Inhibition of activin-like kinase 4/5 attenuates cancer cachexia associated muscle wasting.

Cancer mediated activation of the ActRIIB-ALK4/5 heterodimer by myostatin is strongly associated with muscle wasting. We investigated in vitro and in vivo the efficacy of ALK4/5 receptor blockers SB431542 and GW788388 in preventing muscle wasting, and explored synergy with IGF-I analogue LONG R3 (LR3) IGF-I. In vitro, C2C12 skeletal muscle cells were treated with vehicle, SB431542, GW788388 and LR3 IGF-I. A C26-CD2F1 cachexia model was used to induce cachexia in vivo.
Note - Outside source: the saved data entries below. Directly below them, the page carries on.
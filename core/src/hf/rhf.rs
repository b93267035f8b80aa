use nalgebra::{DMatrix, DVector};

use crate::integrals::ElectronTensor;

use super::{utils, LinearAlgebraError, ScfConfig, ScfError, ScfIteration};

/// The output of a restricted hartree fock calculation
#[derive(Debug)]
#[non_exhaustive]
pub struct RestrictedHartreeFockOutput {
    /// The electronic energy of the system. This is the energy of the density that
    /// entered the converged iteration, paired with the coefficients obtained from
    /// that same iteration's fock matrix.
    pub electronic_energy: f64,
    /// The occupied orbital coefficients (n_basis × n_occupied), one orbital per
    /// column, in ascending order of orbital energy
    pub coefficients: DMatrix<f64>,
    /// All orbital energies of the final fock matrix, sorted in ascending order
    pub orbital_energies: Vec<f64>,
    /// The density built from `coefficients`
    pub density: DMatrix<f64>,
    /// How many iterations were run, including the converged one
    pub iterations: usize,
}

impl RestrictedHartreeFockOutput {
    /// Electronic energy plus an externally supplied nuclear repulsion energy
    pub fn total_energy(&self, nuclear_repulsion: f64) -> f64 {
        self.electronic_energy + nuclear_repulsion
    }
}

/// The occupied orbitals of one diagonalization
#[derive(Debug)]
pub struct OccupiedOrbitals {
    /// n_basis × n_occupied
    pub coefficients: DMatrix<f64>,
    /// all generalized eigenvalues, ascending
    pub orbital_energies: DVector<f64>,
}

/// Runs a restricted hartree fock calculation on precomputed integrals.
///
/// Progress is only reported through the logger. See [`run_scf_with_observer`].
pub fn run_scf(
    core_hamiltonian: &DMatrix<f64>,
    electron: &ElectronTensor,
    overlap: &DMatrix<f64>,
    n_occupied: usize,
    config: &ScfConfig,
) -> Result<RestrictedHartreeFockOutput, ScfError> {
    run_scf_with_observer(core_hamiltonian, electron, overlap, n_occupied, config, |_| {})
}

/// Runs a restricted hartree fock calculation on precomputed integrals, handing one
/// [`ScfIteration`] per iteration to `observer` before the convergence check.
///
/// `n_occupied` is the number of doubly occupied orbitals. The density is seeded
/// with zeros, so the first fock matrix is the core hamiltonian.
pub fn run_scf_with_observer(
    core_hamiltonian: &DMatrix<f64>,
    electron: &ElectronTensor,
    overlap: &DMatrix<f64>,
    n_occupied: usize,
    config: &ScfConfig,
    mut observer: impl FnMut(&ScfIteration),
) -> Result<RestrictedHartreeFockOutput, ScfError> {
    let n_basis = check_dimensions(core_hamiltonian, electron, overlap, n_occupied)?;
    log::debug!(
        "rhf: {n_basis} basis functions, {n_occupied} occupied orbitals, max {} iterations, epsilon {:e}",
        config.max_iterations,
        config.epsilon
    );

    if config.max_iterations == 0 {
        return Err(ScfError::Convergence {
            iterations: 0,
            last_energy: None,
        });
    }

    let transform = utils::orthogonalizer(overlap)?;
    let electron_terms = electron.coulomb_exchange();

    let mut density = initial_density(n_basis);
    let mut last_energy = None;

    // start of scf iteration
    for iteration in 0..config.max_iterations {
        let fock = fock_from_terms(core_hamiltonian, &electron_terms, &density);
        let electronic_energy = compute_electronic_energy(&density, core_hamiltonian, &fock);
        last_energy = Some(electronic_energy);

        let record = ScfIteration {
            iteration,
            electronic_energy,
        };
        log::info!("iteration {iteration:<4} - electronic energy {electronic_energy:1.8}");
        observer(&record);

        let OccupiedOrbitals {
            coefficients,
            orbital_energies,
        } = diagonalize_with(&fock, &transform, n_occupied)?;
        log::trace!("orbital energies: {orbital_energies:0.6}");

        let new_density = compute_density(&coefficients);
        let converged = is_converged(&new_density, &density, config.epsilon);
        density = new_density;

        if converged {
            log::debug!("rhf converged after {} iterations", iteration + 1);
            return Ok(RestrictedHartreeFockOutput {
                electronic_energy,
                coefficients,
                orbital_energies: orbital_energies.as_slice().to_vec(),
                density,
                iterations: iteration + 1,
            });
        }
    }

    Err(ScfError::Convergence {
        iterations: config.max_iterations,
        last_energy,
    })
}

fn check_dimensions(
    core_hamiltonian: &DMatrix<f64>,
    electron: &ElectronTensor,
    overlap: &DMatrix<f64>,
    n_occupied: usize,
) -> Result<usize, ScfError> {
    let (n_basis, ncols) = core_hamiltonian.shape();
    let mismatch = |what, found| ScfError::DimensionMismatch {
        what,
        expected: n_basis,
        found,
    };

    if ncols != n_basis {
        return Err(mismatch("core hamiltonian columns", ncols));
    }
    if electron.size() != n_basis {
        return Err(mismatch("two-electron tensor", electron.size()));
    }
    if overlap.nrows() != n_basis {
        return Err(mismatch("overlap rows", overlap.nrows()));
    }
    if overlap.ncols() != n_basis {
        return Err(mismatch("overlap columns", overlap.ncols()));
    }
    if n_occupied == 0 || n_occupied > n_basis {
        return Err(mismatch("occupied orbitals", n_occupied));
    }

    Ok(n_basis)
}

/// The zero density used to start the iteration
pub fn initial_density(n_basis: usize) -> DMatrix<f64> {
    DMatrix::zeros(n_basis, n_basis)
}

/// Builds the fock matrix
///   F[i, j] = h[i, j] + sum_{k,l} P[k, l] ((ij|kl) - 1/2 (il|kj))
pub fn compute_fock_matrix(
    core_hamiltonian: &DMatrix<f64>,
    electron: &ElectronTensor,
    density: &DMatrix<f64>,
) -> DMatrix<f64> {
    fock_from_terms(core_hamiltonian, &electron.coulomb_exchange(), density)
}

/// Same as [`compute_fock_matrix`], for a kernel that already went through
/// [`ElectronTensor::coulomb_exchange`]
fn fock_from_terms(
    core_hamiltonian: &DMatrix<f64>,
    electron_terms: &ElectronTensor,
    density: &DMatrix<f64>,
) -> DMatrix<f64> {
    core_hamiltonian + electron_terms.contract_density(density)
}

/// E = 1/2 sum_{i,j} P[i, j] (h[i, j] + F[i, j])
pub fn compute_electronic_energy(
    density: &DMatrix<f64>,
    core_hamiltonian: &DMatrix<f64>,
    fock: &DMatrix<f64>,
) -> f64 {
    0.5 * density.dot(&(core_hamiltonian + fock))
}

/// Solves the generalized eigenproblem F c = e S c and keeps the `n_occupied`
/// eigenvectors with the lowest eigenvalues.
///
/// Eigenvectors of degenerate eigenvalues come out in whatever order the
/// eigensolver produces them.
pub fn diagonalize_fock(
    fock: &DMatrix<f64>,
    overlap: &DMatrix<f64>,
    n_occupied: usize,
) -> Result<OccupiedOrbitals, ScfError> {
    let n_basis = fock.nrows();
    if !fock.is_square() || overlap.shape() != fock.shape() {
        return Err(ScfError::DimensionMismatch {
            what: "overlap",
            expected: n_basis,
            found: overlap.nrows(),
        });
    }
    if n_occupied > n_basis {
        return Err(ScfError::DimensionMismatch {
            what: "occupied orbitals",
            expected: n_basis,
            found: n_occupied,
        });
    }

    let transform = utils::orthogonalizer(overlap)?;
    Ok(diagonalize_with(fock, &transform, n_occupied)?)
}

fn diagonalize_with(
    fock: &DMatrix<f64>,
    transform: &DMatrix<f64>,
    n_occupied: usize,
) -> Result<OccupiedOrbitals, LinearAlgebraError> {
    let transformed_fock = &transform.transpose() * (fock * transform);
    let (transformed_coefficients, orbital_energies) =
        utils::sorted_eigs(transformed_fock, "fock")?;
    let coefficients = transform * transformed_coefficients.columns(0, n_occupied);

    Ok(OccupiedOrbitals {
        coefficients,
        orbital_energies,
    })
}

/// P = 2 C C^T, for doubly occupied orbitals
pub fn compute_density(coefficients: &DMatrix<f64>) -> DMatrix<f64> {
    utils::symmetric_matrix(coefficients.nrows(), |i, j| {
        2.0 * coefficients.row(i).dot(&coefficients.row(j))
    })
}

/// Whether no entry of the two densities differs by more than `epsilon`
pub fn is_converged(density: &DMatrix<f64>, previous: &DMatrix<f64>, epsilon: f64) -> bool {
    density.shape() == previous.shape()
        && density
            .iter()
            .zip(previous.iter())
            .all(|(new, old)| (new - old).abs() <= epsilon)
}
Mice were allocated as non-tumour bearing (NTB) or C26 tumour-bearing (C26 TB) vehicle control, treated with SB431542, LR3 IGF-I, SB431542 and LR3 IGF-I, or GW788388 (intraperitoneally or orally). In vitro, differentiation index and mean nuclei count increased using SB431542, GW788388, LR3 IGF-I. In vivo, GW788388 was superior to SB431542 in limiting loss of bodyweight, grip-strength and gastrocnemius weight. and downregulated Atrogin-1 expression comparable to NTB mice. LR3 IGF-I treatment limited loss of muscle mass, but at the expense of accelerated tumour growth. In conclusion, treatment with GW788388 prevented cancer cachexia, and downregulated associated ubiquitin ligase Atrogin-1.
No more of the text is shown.